How a Home Monitoring Program Slashed Hospitalizations and Bed Days
The proof is always in the pudding. How about THIS pudding…..
May 27, 2014 | Eric Wicklund – Editor, mHealthNews
Hospital systems looking for the value of a home-based monitoring program for discharged patients might be interested in a nine-month project undertaken by North Carolina-based Vidant Health.
The health system, a nine-hospital, 70+-clinic network serving some 29 counties and 1.4 million people, reported a whopping 67 percent reduction in hospitalizations and a 68 percent reduction in hospital bed days, according to a case study prepared by Bonnie Britton, MSN, RN, ATAF, Vidant’s telehealth program administrator, and the LeadingAge Center for Aging Services Technologies.
The study further proof that health providers are seeing measured success in connecting recently discharged patients and those with chronic conditions to home-based care programs that make use of monitoring devices and a communications link to care providers.
Hospital administrators proposed the post-hospital discharge program to target patients with cardiovascular disease and pulmonary disease, who are generally part of a health network’s high-risk, high-cost population. The project was designed to measure patient communication and access to care after discharge, as well as readmissions and days spent in the hospital as a result (bed days).
According to the case study, Vidant Health enrolled 1,323 cardiovascular and pulmonary disease patients – identified through the health system’s electronic health record – in the program. Candidates were asked to take a Patient Activation Measurement (PAM) survey, and if they scored high enough and agreed to participate, they and their family members were visited by a telehealth nurse technician (TNT), who conducted a home safety assessment, installed the home monitoring technology, trained the patient and catalogued and compared all medications in the home to ensure they met the hospital’s discharge medication list.
Once activated, the patient was asked to, on a daily basis, collect his or her biometric data, which were then encrypted and transferred to a cloud-based server and reviewed each day by a telehealth nurse. If the nurse found any reason for a medical intervention, he or she contacted the patient’s doctor via the EHR.

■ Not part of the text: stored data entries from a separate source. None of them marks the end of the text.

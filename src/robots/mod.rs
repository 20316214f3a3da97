//! robots.txt handling module
//!
//! This module fetches, parses, caches and evaluates robots.txt files.
//! Evaluation fails open: a robots.txt that cannot be fetched or read
//! allows everything, and is never confused with an explicit Disallow.

mod cache;
mod directives;
mod parser;
mod pattern;

pub use cache::DirectivesCache;
pub use directives::{HostDirectives, UserAgentDirectives};
pub use parser::parse_robots;
pub use pattern::{PathPattern, PathRule, RuleVerdict};

use pattern::normalize_escapes;

use crate::config::{Config, RobotsConfig};
use crate::crawler::{FetchError, Fetcher};
use crate::url::{host_key, WebUrl};
use crate::CrawlError;
use std::sync::Arc;
use std::time::Duration;
use url::Url;

/// Answers allow/deny questions from cached robots.txt directives
pub struct RobotsEngine {
    config: RobotsConfig,
    agent: String,
    fetcher: Arc<dyn Fetcher>,
    cache: DirectivesCache,
}

impl RobotsEngine {
    /// Creates an engine that fetches robots.txt through `fetcher`
    pub fn new(config: &Config, fetcher: Arc<dyn Fetcher>) -> Self {
        Self {
            config: config.robots.clone(),
            agent: config.robots_agent(),
            fetcher,
            cache: DirectivesCache::new(config.robots.cache_size, config.robots.expiration()),
        }
    }

    /// Checks whether the crawler may fetch `url`
    ///
    /// Always true when robots handling is disabled, when the URL cannot
    /// be parsed, or when the host's robots.txt is unavailable.
    pub async fn allows(&self, url: &WebUrl) -> bool {
        if !self.config.enabled {
            return true;
        }

        match url.parsed() {
            Ok(parsed) => self.allows_url(&parsed).await,
            Err(e) => {
                tracing::warn!("Bad URL in robots.txt check {}: {}", url.url, e);
                true
            }
        }
    }

    /// Like [`allows`](Self::allows) for an already parsed URL
    pub async fn allows_url(&self, url: &Url) -> bool {
        if !self.config.enabled {
            return true;
        }

        let Some(directives) = self.directives_for(url).await else {
            return true;
        };

        let target = match url.query() {
            Some(query) => format!("{}?{}", url.path(), query),
            None => url.path().to_string(),
        };
        directives.allows(&normalize_escapes(&target))
    }

    /// `Crawl-delay` governing this crawler on the URL's host
    pub async fn crawl_delay(&self, url: &Url) -> Option<Duration> {
        if !self.config.enabled {
            return None;
        }
        self.directives_for(url)
            .await
            .and_then(|directives| directives.crawl_delay())
    }

    /// Sitemap URLs declared in the host's robots.txt
    pub async fn sitemaps(&self, url: &Url) -> Vec<String> {
        match self.directives_for(url).await {
            Some(directives) => directives.sitemaps(),
            None => Vec::new(),
        }
    }

    /// Cached or freshly fetched directives for the URL's host
    pub async fn directives_for(&self, url: &Url) -> Option<Arc<HostDirectives>> {
        let host = host_key(url)?;
        let directives = self
            .cache
            .get_or_fetch(&host, || self.fetch_directives(url))
            .await;
        Some(directives)
    }

    /// Number of hosts currently cached
    pub fn cached_hosts(&self) -> usize {
        self.cache.len()
    }

    async fn fetch_directives(&self, url: &Url) -> HostDirectives {
        let robots_url = robots_url_for(url);

        match self.fetch_robots_body(&robots_url).await {
            Ok(Some(content)) => {
                let groups = parse_robots(&content);
                tracing::debug!("Parsed {} robots.txt groups from {}", groups.len(), robots_url);
                HostDirectives::new(groups, &self.agent, self.config.ignore_ua_discrimination)
            }
            Ok(None) => self.allow_all(),
            Err(e) => {
                // Missing server, refused connection, timeout: same as no robots.txt
                tracing::debug!("{}; allowing all", e);
                self.allow_all()
            }
        }
    }

    /// Fetches robots.txt text, following up to `max_redirects` hops
    ///
    /// # Returns
    ///
    /// * `Ok(Some(String))` - A readable robots.txt
    /// * `Ok(None)` - No usable robots.txt (non-200, non-text, oversized)
    /// * `Err(CrawlError::RobotsUnreachable)` - Transport failure
    async fn fetch_robots_body(&self, robots_url: &str) -> Result<Option<String>, CrawlError> {
        let mut current = robots_url.to_string();

        for hop in 0..=self.config.max_redirects {
            let response = match self.fetcher.fetch(&current, self.config.max_size).await {
                Ok(response) => response,
                Err(FetchError::PageTooLarge { size, limit, .. }) => {
                    tracing::warn!(
                        "robots.txt at {} is larger than {} bytes ({}), ignoring it",
                        current,
                        limit,
                        size
                    );
                    return Ok(None);
                }
                Err(e) => {
                    return Err(CrawlError::RobotsUnreachable {
                        host: robots_url.to_string(),
                        reason: e.to_string(),
                    })
                }
            };

            if response.is_redirect() {
                match response.redirect_location {
                    Some(location) if hop < self.config.max_redirects => {
                        tracing::trace!("robots.txt redirect {} -> {}", current, location);
                        current = location;
                        continue;
                    }
                    _ => {
                        tracing::debug!("Giving up on robots.txt redirects at {}", current);
                        return Ok(None);
                    }
                }
            }

            if response.status_code != 200 {
                tracing::debug!(
                    "Can't read robots.txt at {}: status {}",
                    current,
                    response.status_code
                );
                return Ok(None);
            }

            let content_type = response
                .content_type()
                .map(|ct| ct.to_lowercase())
                .unwrap_or_default();
            if content_type.is_empty()
                || content_type.starts_with("text/plain")
                || content_type.contains("html")
            {
                return Ok(Some(response.text()));
            }

            tracing::warn!(
                "Can't read robots.txt at {}: not plain text (content type {})",
                current,
                content_type
            );
            return Ok(None);
        }

        Ok(None)
    }

    fn allow_all(&self) -> HostDirectives {
        HostDirectives::allow_all(&self.agent, self.config.ignore_ua_discrimination)
    }
}

/// `scheme://host[:port]/robots.txt` for the URL's origin
fn robots_url_for(url: &Url) -> String {
    let host = url.host_str().unwrap_or_default().to_lowercase();
    match url.port() {
        Some(port) => format!("{}://{}:{}/robots.txt", url.scheme(), host, port),
        None => format!("{}://{}/robots.txt", url.scheme(), host),
    }
}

Patient data was collected for the three months prior to the project, the three month duration of the project, and three months after the project was completed. Hospitalizations dropped from 820 in the three months prior to 270 during the project to 248 in the three months after the project, while hospital bed days dropped from 3,778 before to 1,182 during to 1,210 after, according to the case study,
The health system also reported a patient satisfaction rate of 56 percent, taken at the mid-point of the program.

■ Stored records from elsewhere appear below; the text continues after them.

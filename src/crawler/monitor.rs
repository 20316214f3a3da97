//! Worker supervision and crawl termination
//!
//! The monitor wakes every `monitor-interval` and:
//! - Replaces workers that panicked or died on an error, keeping their
//!   ordinal, after returning the URLs they held to the frontier. A panic
//!   halts the crawl instead when `halt-on-error` is set
//! - Restarts workers that exited for lack of work if work reappeared
//! - Declares the crawl finished once it sees no active worker and an
//!   exhausted frontier twice, `termination-grace` apart
//!
//! On finish or shutdown it stops the frontier, cancels the workers,
//! joins them and publishes the [`CrawlSummary`].

use crate::crawler::controller::{CrawlCounters, CrawlShared, CrawlSummary};
use crate::crawler::worker::{lock_slot, SharedSlot, Worker, WorkerExit};
use crate::CrawlError;
use std::sync::atomic::Ordering;
use std::sync::Arc;
use std::time::Instant;
use tokio::sync::watch;
use tokio::task::{JoinError, JoinHandle};
use tokio::time::MissedTickBehavior;

struct WorkerHandle {
    ordinal: usize,
    /// `None` once the worker has exited and was not replaced
    task: Option<JoinHandle<Result<WorkerExit, CrawlError>>>,
    slot: SharedSlot,
}

pub(crate) struct Monitor {
    shared: Arc<CrawlShared>,
    workers: Vec<WorkerHandle>,
    finished: watch::Sender<Option<CrawlSummary>>,
    started_at: Instant,
}

impl Monitor {
    /// Spawns `worker_count` workers with ordinals starting at 1
    pub fn start(
        shared: Arc<CrawlShared>,
        worker_count: usize,
        finished: watch::Sender<Option<CrawlSummary>>,
    ) -> Self {
        let workers = (1..=worker_count)
            .map(|ordinal| {
                let (task, slot) = Worker::spawn(ordinal, shared.clone());
                WorkerHandle {
                    ordinal,
                    task: Some(task),
                    slot,
                }
            })
            .collect();

        Self {
            shared,
            workers,
            finished,
            started_at: Instant::now(),
        }
    }

    pub async fn run(mut self) {
        let cancel = self.shared.cancel.clone();
        let grace = self.shared.config.crawler.termination_grace();
        let mut ticker = tokio::time::interval(self.shared.config.crawler.monitor_interval());
        ticker.set_missed_tick_behavior(MissedTickBehavior::Delay);

        loop {
            tokio::select! {
                _ = ticker.tick() => {}
                _ = cancel.cancelled() => {}
            }

            self.check_workers().await;

            if cancel.is_cancelled() {
                if self.shared.halted.load(Ordering::SeqCst) {
                    tracing::error!("Crawl halted after a fatal worker error");
                } else {
                    tracing::info!("Crawl stopped before the frontier was exhausted");
                }
                break;
            }

            if self.is_idle() {
                tracing::debug!(
                    "No active workers and nothing left to crawl, confirming in {:?}",
                    grace
                );
                tokio::select! {
                    _ = tokio::time::sleep(grace) => {}
                    _ = cancel.cancelled() => continue,
                }

                if self.is_idle() {
                    tracing::info!("All workers idle and frontier exhausted, finishing crawl");
                    break;
                }
            }

            self.shared.politeness.evict_idle();
        }

        self.shared.frontier.shutdown();
        cancel.cancel();
        self.join_workers().await;

        let summary = CrawlSummary::collect(&self.shared, self.started_at.elapsed());
        tracing::info!(
            "Crawl finished in {:.1}s: {} pages fetched, {} visited, {} URLs scheduled",
            summary.elapsed.as_secs_f64(),
            summary.pages_fetched,
            summary.pages_visited,
            summary.frontier.scheduled
        );
        self.finished.send_replace(Some(summary));
    }

    fn is_idle(&self) -> bool {
        self.shared.active.load(Ordering::SeqCst) == 0 && self.shared.frontier.is_exhausted()
    }

    async fn check_workers(&mut self) {
        for index in 0..self.workers.len() {
            let finished = self.workers[index]
                .task
                .as_ref()
                .map(|task| task.is_finished());
            match finished {
                Some(true) => {}
                Some(false) => continue,
                None => {
                    if !self.shared.frontier.is_exhausted() {
                        tracing::debug!(
                            "Work reappeared, restarting worker {}",
                            self.workers[index].ordinal
                        );
                        self.respawn(index);
                    }
                    continue;
                }
            }

            let Some(task) = self.workers[index].task.take() else {
                continue;
            };
            let ordinal = self.workers[index].ordinal;

            match task.await {
                Ok(Ok(exit)) => {
                    tracing::debug!("Worker {} exited: {:?}", ordinal, exit);
                }
                Ok(Err(e)) => {
                    tracing::error!("Worker {} stopped: {}", ordinal, e);
                    self.recover(index);
                    self.replace_dead(index);
                }
                Err(e) => {
                    self.report_panic(index, &e);
                    self.recover(index);
                    if self.shared.config.crawler.halt_on_error {
                        tracing::error!("Worker {} panicked, halting the crawl", ordinal);
                        self.shared.halted.store(true, Ordering::SeqCst);
                        self.shared.cancel.cancel();
                    } else {
                        self.replace_dead(index);
                    }
                }
            }
        }
    }

    /// Tells the policy about a worker task that panicked
    fn report_panic(&self, index: usize, error: &JoinError) {
        let handle = &self.workers[index];
        tracing::error!("Worker {} died: {}", handle.ordinal, error);

        let current = lock_slot(&handle.slot).current.clone();
        let error = CrawlError::FatalWorker {
            worker: handle.ordinal,
            reason: error.to_string(),
        };
        CrawlCounters::bump(&self.shared.counters.unhandled_errors);
        self.shared.policy.on_unhandled_error(current.as_ref(), &error);
    }

    /// Settles the URLs a dead worker held
    ///
    /// The URL it was processing is completed without a retry; the rest of
    /// its batch goes back to pending.
    fn recover(&self, index: usize) {
        let handle = &self.workers[index];
        let (current, remaining) = {
            let mut slot = lock_slot(&handle.slot);
            let remaining: Vec<_> = slot.remaining.drain(..).collect();
            (slot.current.take(), remaining)
        };

        if let Some(url) = current {
            tracing::warn!("Abandoning {} held by worker {}", url, handle.ordinal);
            if let Err(e) = self.shared.frontier.complete(&url) {
                tracing::error!("Could not complete {}: {}", url, e);
            }
        }

        if !remaining.is_empty() {
            if let Err(e) = self.shared.frontier.release(&remaining) {
                tracing::error!(
                    "Could not release the batch of worker {}: {}",
                    handle.ordinal,
                    e
                );
            }
        }
    }

    fn replace_dead(&mut self, index: usize) {
        if self.respawn(index) {
            CrawlCounters::bump(&self.shared.counters.respawned_workers);
            tracing::info!("Respawned worker {}", self.workers[index].ordinal);
        }
    }

    /// Starts a fresh worker in `index`'s place unless the crawl is ending
    fn respawn(&mut self, index: usize) -> bool {
        if self.shared.cancel.is_cancelled() || self.shared.frontier.is_shutting_down() {
            return false;
        }

        let ordinal = self.workers[index].ordinal;
        let (task, slot) = Worker::spawn(ordinal, self.shared.clone());
        self.workers[index] = WorkerHandle {
            ordinal,
            task: Some(task),
            slot,
        };
        true
    }

    async fn join_workers(&mut self) {
        for index in 0..self.workers.len() {
            let Some(task) = self.workers[index].task.take() else {
                continue;
            };

            match task.await {
                Ok(Ok(_)) => {}
                Ok(Err(e)) => tracing::debug!("Worker {} ended with: {}", self.workers[index].ordinal, e),
                Err(e) => {
                    self.report_panic(index, &e);
                    self.recover(index);
                }
            }
        }
    }
}
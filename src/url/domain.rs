use std::net::IpAddr;
use url::Url;

/// Second-level labels that sit under a two-letter country code
/// (`example.co.uk`, `example.com.au`), making the registrable domain
/// three labels long.
const COUNTRY_SECOND_LEVELS: &[&str] = &[
    "ac", "co", "com", "edu", "go", "gov", "ne", "net", "or", "org",
];

/// Returns the key identifying a host for robots and politeness purposes
///
/// The key is the lowercase host, followed by `:port` when the URL uses a
/// non-default port. Two URLs with the same key share one robots.txt and
/// one politeness slot.
///
/// # Arguments
///
/// * `url` - The URL to extract the host key from
///
/// # Returns
///
/// * `Some(String)` - The host key
/// * `None` - If the URL has no host
///
/// # Examples
///
/// ```
/// use url::Url;
/// use ripple_crawl::url::host_key;
///
/// let url = Url::parse("https://EXAMPLE.com/path").unwrap();
/// assert_eq!(host_key(&url), Some("example.com".to_string()));
///
/// let url = Url::parse("http://127.0.0.1:8080/").unwrap();
/// assert_eq!(host_key(&url), Some("127.0.0.1:8080".to_string()));
/// ```
pub fn host_key(url: &Url) -> Option<String> {
    let host = url.host_str()?.to_lowercase();
    if host.is_empty() {
        return None;
    }

    Some(match url.port() {
        Some(port) => format!("{}:{}", host, port),
        None => host,
    })
}

/// Splits a host into its registrable domain and subdomain
///
/// `www.ics.uci.edu` splits into (`uci.edu`, `www.ics`), and
/// `news.bbc.co.uk` into (`bbc.co.uk`, `news`). IP literals and
/// single-label hosts are returned whole with an empty subdomain.
pub fn split_domain(host: &str) -> (String, String) {
    let host = host.trim_end_matches('.').to_lowercase();

    if host.starts_with('[') || host.parse::<IpAddr>().is_ok() {
        return (host, String::new());
    }

    let labels: Vec<&str> = host.split('.').collect();
    let count = labels.len();
    if count <= 2 {
        return (host, String::new());
    }

    let tld = labels[count - 1];
    let second = labels[count - 2];
    let keep = if tld.len() == 2 && COUNTRY_SECOND_LEVELS.contains(&second) {
        3
    } else {
        2
    };

    if count <= keep {
        return (host, String::new());
    }

    (
        labels[count - keep..].join("."),
        labels[..count - keep].join("."),
    )
}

While health system officials haven’t figured the impact on hospital costs, charges, readmission and reimbursement – they’re waiting for the end of the fiscal year to compile those results – they did estimate that hospitalization costs to payers dropped 68 percent as a result of the program.
In terms of ROI so far, officials said the remote monitoring program and associated medication monitoring reduced hospitalizations, bed days and emergency room visits, while enabling officials to earlier identify and treat disease exacerbations. It also improved patient engagement.

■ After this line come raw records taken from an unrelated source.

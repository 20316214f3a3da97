use chrono::Duration as ChronoDuration;
use serde::Deserialize;
use std::time::Duration;

/// Upper bound for every millisecond timing setting (one day)
pub const MAX_TIMING_MS: u64 = 24 * 60 * 60 * 1000;

/// Upper bound for `host-ttl` (one week)
pub const MAX_HOST_TTL_MS: u64 = 7 * MAX_TIMING_MS;

/// Upper bound for robots.txt `expiration-hours` (one year)
pub const MAX_ROBOTS_EXPIRATION_HOURS: i64 = 365 * 24;

/// Main configuration structure for a crawl
#[derive(Debug, Clone, Default, Deserialize)]
pub struct Config {
    #[serde(default)]
    pub crawler: CrawlerConfig,
    #[serde(rename = "user-agent", default)]
    pub user_agent: UserAgentConfig,
    #[serde(default)]
    pub politeness: PolitenessConfig,
    #[serde(default)]
    pub robots: RobotsConfig,
    #[serde(default)]
    pub storage: StorageConfig,
    /// URLs the crawl starts from
    #[serde(default)]
    pub seeds: Vec<String>,
}

/// Crawler behavior configuration
#[derive(Debug, Clone, Deserialize)]
pub struct CrawlerConfig {
    /// Maximum link depth from the seeds, -1 for unlimited
    #[serde(rename = "max-depth", default = "default_max_depth")]
    pub max_depth: i32,

    /// Maximum number of URLs ever scheduled, -1 for unlimited
    #[serde(rename = "max-pages-to-fetch", default = "default_max_pages")]
    pub max_pages_to_fetch: i64,

    /// Number of concurrent workers
    #[serde(rename = "worker-count", default = "default_worker_count")]
    pub worker_count: usize,

    /// Number of URLs a worker claims at once
    #[serde(rename = "batch-size", default = "default_batch_size")]
    pub batch_size: usize,

    /// Largest response body accepted (bytes)
    #[serde(rename = "max-download-size", default = "default_max_download_size")]
    pub max_download_size: u64,

    /// Whole-request timeout (milliseconds)
    #[serde(rename = "request-timeout", default = "default_request_timeout")]
    pub request_timeout: u64,

    /// Schedule the target of 3xx responses
    #[serde(rename = "follow-redirects", default = "default_true")]
    pub follow_redirects: bool,

    /// Drop session-id query parameters during normalization
    #[serde(rename = "strip-session-ids", default = "default_true")]
    pub strip_session_ids: bool,

    /// Stop every worker when one hits an unexpected error
    #[serde(rename = "halt-on-error", default)]
    pub halt_on_error: bool,

    /// Mirror the frontier into the database so a crawl can resume
    #[serde(default)]
    pub resumable: bool,

    /// Pause after an empty claim before retrying (milliseconds)
    #[serde(rename = "empty-claim-sleep", default = "default_empty_claim_sleep")]
    pub empty_claim_sleep: u64,

    /// Longest a claim waits for work while URLs are still in flight (milliseconds)
    #[serde(rename = "claim-timeout", default = "default_claim_timeout")]
    pub claim_timeout: u64,

    /// Interval between supervisor checks (milliseconds)
    #[serde(rename = "monitor-interval", default = "default_monitor_interval")]
    pub monitor_interval: u64,

    /// Gap between the two idle observations that confirm completion (milliseconds)
    #[serde(rename = "termination-grace", default = "default_termination_grace")]
    pub termination_grace: u64,
}

/// User agent identification configuration
#[derive(Debug, Clone, Deserialize)]
pub struct UserAgentConfig {
    /// Name of the crawler
    #[serde(rename = "crawler-name")]
    pub crawler_name: String,

    /// Version of the crawler
    #[serde(rename = "crawler-version")]
    pub crawler_version: String,

    /// URL with information about the crawler
    #[serde(rename = "contact-url")]
    pub contact_url: String,

    /// Email address for crawler-related contact
    #[serde(rename = "contact-email")]
    pub contact_email: String,
}

/// How request spacing is keyed
#[derive(Debug, Clone, Copy, PartialEq, Eq, Default, Deserialize)]
#[serde(rename_all = "kebab-case")]
pub enum PolitenessMode {
    /// Each host has its own slot
    #[default]
    PerHost,
    /// One slot shared by every host
    Global,
}

/// Request spacing configuration
#[derive(Debug, Clone, Deserialize)]
pub struct PolitenessConfig {
    /// Minimum time between requests to the same host (milliseconds)
    #[serde(default = "default_politeness_delay")]
    pub delay: u64,

    #[serde(default)]
    pub mode: PolitenessMode,

    /// Hosts idle for longer than this are forgotten (milliseconds)
    #[serde(rename = "host-ttl", default = "default_host_ttl")]
    pub host_ttl: u64,

    /// Upper bound on tracked hosts
    #[serde(rename = "max-hosts", default = "default_max_hosts")]
    pub max_hosts: usize,

    /// Honor `Crawl-delay` from robots.txt when it exceeds `delay`
    #[serde(rename = "respect-crawl-delay", default = "default_true")]
    pub respect_crawl_delay: bool,

    /// Cap applied to robots.txt crawl delays (milliseconds)
    #[serde(rename = "max-crawl-delay", default = "default_max_crawl_delay")]
    pub max_crawl_delay: u64,
}

/// robots.txt handling configuration
#[derive(Debug, Clone, Deserialize)]
pub struct RobotsConfig {
    /// Consult robots.txt at all
    #[serde(default = "default_true")]
    pub enabled: bool,

    /// Agent token matched against `User-agent` lines, defaults to the crawler name
    #[serde(rename = "agent-name", default)]
    pub agent_name: Option<String>,

    /// Let other agents' Allow rules override a wildcard Disallow
    #[serde(rename = "ignore-ua-discrimination", default)]
    pub ignore_ua_discrimination: bool,

    /// Number of hosts whose directives are cached
    #[serde(rename = "cache-size", default = "default_robots_cache_size")]
    pub cache_size: usize,

    /// Age after which cached directives are refetched (hours)
    #[serde(rename = "expiration-hours", default = "default_robots_expiration")]
    pub expiration_hours: i64,

    /// Largest robots.txt body read (bytes)
    #[serde(rename = "max-size", default = "default_robots_max_size")]
    pub max_size: u64,

    /// Redirect hops followed when fetching robots.txt
    #[serde(rename = "max-redirects", default = "default_robots_max_redirects")]
    pub max_redirects: usize,
}

/// Persistence configuration
#[derive(Debug, Clone, Deserialize)]
pub struct StorageConfig {
    /// Path to the SQLite database file
    #[serde(rename = "database-path", default = "default_database_path")]
    pub database_path: String,
}

impl CrawlerConfig {
    pub fn request_timeout(&self) -> Duration {
        Duration::from_millis(self.request_timeout)
    }

    pub fn empty_claim_sleep(&self) -> Duration {
        Duration::from_millis(self.empty_claim_sleep)
    }

    pub fn claim_timeout(&self) -> Duration {
        Duration::from_millis(self.claim_timeout)
    }

    pub fn monitor_interval(&self) -> Duration {
        Duration::from_millis(self.monitor_interval)
    }

    pub fn termination_grace(&self) -> Duration {
        Duration::from_millis(self.termination_grace)
    }

    /// Returns true if a URL at `depth` may be scheduled
    pub fn depth_allowed(&self, depth: u32) -> bool {
        self.max_depth < 0 || i64::from(depth) <= i64::from(self.max_depth)
    }
}

impl UserAgentConfig {
    /// Formats the HTTP `User-Agent` header value
    ///
    /// Format: `CrawlerName/Version (+ContactURL; ContactEmail)`
    pub fn header_value(&self) -> String {
        format!(
            "{}/{} (+{}; {})",
            self.crawler_name, self.crawler_version, self.contact_url, self.contact_email
        )
    }
}

impl PolitenessConfig {
    pub fn delay(&self) -> Duration {
        Duration::from_millis(self.delay)
    }

    pub fn host_ttl(&self) -> Duration {
        Duration::from_millis(self.host_ttl)
    }

    pub fn max_crawl_delay(&self) -> Duration {
        Duration::from_millis(self.max_crawl_delay)
    }
}

impl RobotsConfig {
    /// How long fetched robots.txt directives stay valid
    pub fn expiration(&self) -> ChronoDuration {
        ChronoDuration::hours(self.expiration_hours.clamp(1, MAX_ROBOTS_EXPIRATION_HOURS))
    }
}

impl Config {
    /// Agent token used for robots.txt group matching (lowercase)
    pub fn robots_agent(&self) -> String {
        self.robots
            .agent_name
            .clone()
            .unwrap_or_else(|| self.user_agent.crawler_name.clone())
            .to_lowercase()
    }
}

impl Default for CrawlerConfig {
    fn default() -> Self {
        Self {
            max_depth: default_max_depth(),
            max_pages_to_fetch: default_max_pages(),
            worker_count: default_worker_count(),
            batch_size: default_batch_size(),
            max_download_size: default_max_download_size(),
            request_timeout: default_request_timeout(),
            follow_redirects: true,
            strip_session_ids: true,
            halt_on_error: false,
            resumable: false,
            empty_claim_sleep: default_empty_claim_sleep(),
            claim_timeout: default_claim_timeout(),
            monitor_interval: default_monitor_interval(),
            termination_grace: default_termination_grace(),
        }
    }
}

impl Default for UserAgentConfig {
    fn default() -> Self {
        Self {
            crawler_name: "RippleCrawl".to_string(),
            crawler_version: env!("CARGO_PKG_VERSION").to_string(),
            contact_url: "https://example.com/crawler".to_string(),
            contact_email: "crawler@example.com".to_string(),
        }
    }
}

impl Default for PolitenessConfig {
    fn default() -> Self {
        Self {
            delay: default_politeness_delay(),
            mode: PolitenessMode::default(),
            host_ttl: default_host_ttl(),
            max_hosts: default_max_hosts(),
            respect_crawl_delay: true,
            max_crawl_delay: default_max_crawl_delay(),
        }
    }
}

impl Default for RobotsConfig {
    fn default() -> Self {
        Self {
            enabled: true,
            agent_name: None,
            ignore_ua_discrimination: false,
            cache_size: default_robots_cache_size(),
            expiration_hours: default_robots_expiration(),
            max_size: default_robots_max_size(),
            max_redirects: default_robots_max_redirects(),
        }
    }
}

impl Default for StorageConfig {
    fn default() -> Self {
        Self {
            database_path: default_database_path(),
        }
    }
}

fn default_true() -> bool {
    true
}

fn default_max_depth() -> i32 {
    -1
}

fn default_max_pages() -> i64 {
    -1
}

fn default_worker_count() -> usize {
    8
}

fn default_batch_size() -> usize {
    50
}

fn default_max_download_size() -> u64 {
    1_048_576
}

fn default_request_timeout() -> u64 {
    20_000
}

fn default_empty_claim_sleep() -> u64 {
    1_000
}

fn default_claim_timeout() -> u64 {
    1_000
}

fn default_monitor_interval() -> u64 {
    1_000
}

fn default_termination_grace() -> u64 {
    1_000
}

fn default_politeness_delay() -> u64 {
    200
}

fn default_host_ttl() -> u64 {
    60_000
}

fn default_max_hosts() -> usize {
    10_000
}

fn default_max_crawl_delay() -> u64 {
    30_000
}

fn default_robots_cache_size() -> usize {
    500
}

fn default_robots_expiration() -> i64 {
    24
}

fn default_robots_max_size() -> u64 {
    500_000
}

fn default_robots_max_redirects() -> usize {
    3
}

fn default_database_path() -> String {
    "./ripple-frontier.db".to_string()
}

The health system also offered several lessons learned from the experience:
- Each telehealth program is different, and has to be planned and evaluated based on the unique goals of the provider and the population and conditions to be addressed.
- Integrating a telehealth program with the provider’s EHR is difficult.
- Focus on the services offered to patients, rather than the technology
- Make sure the organization’s chief financial officer is part of the project, and identify what data will be collected ahead of time to ensure ROI is understood and demonstrated.
- Focus on high-risk, high-cost patient populations.
Ideal Life CEO Jason Goldberg, who presented at one of the American Telemedicine Association conference’s industry council executive sessions, sees home health monitoring programs finally finding their foothold in the healthcare landscape.
The Toronto-based Ideal Life provided in-home monitoring equipment for the Vidant Health project and also distributed the case study at the ATA show.
During an interview with mHealth News earlier this year, Goldberg said providers and payers are seeing the value in connecting with consumers in their homes.
“The market is growing effectively,” Goldberg told mHealth News. “It’s still probably a year away fundamentally from (universal healthcare acceptance), but it’s becoming a standard of care.”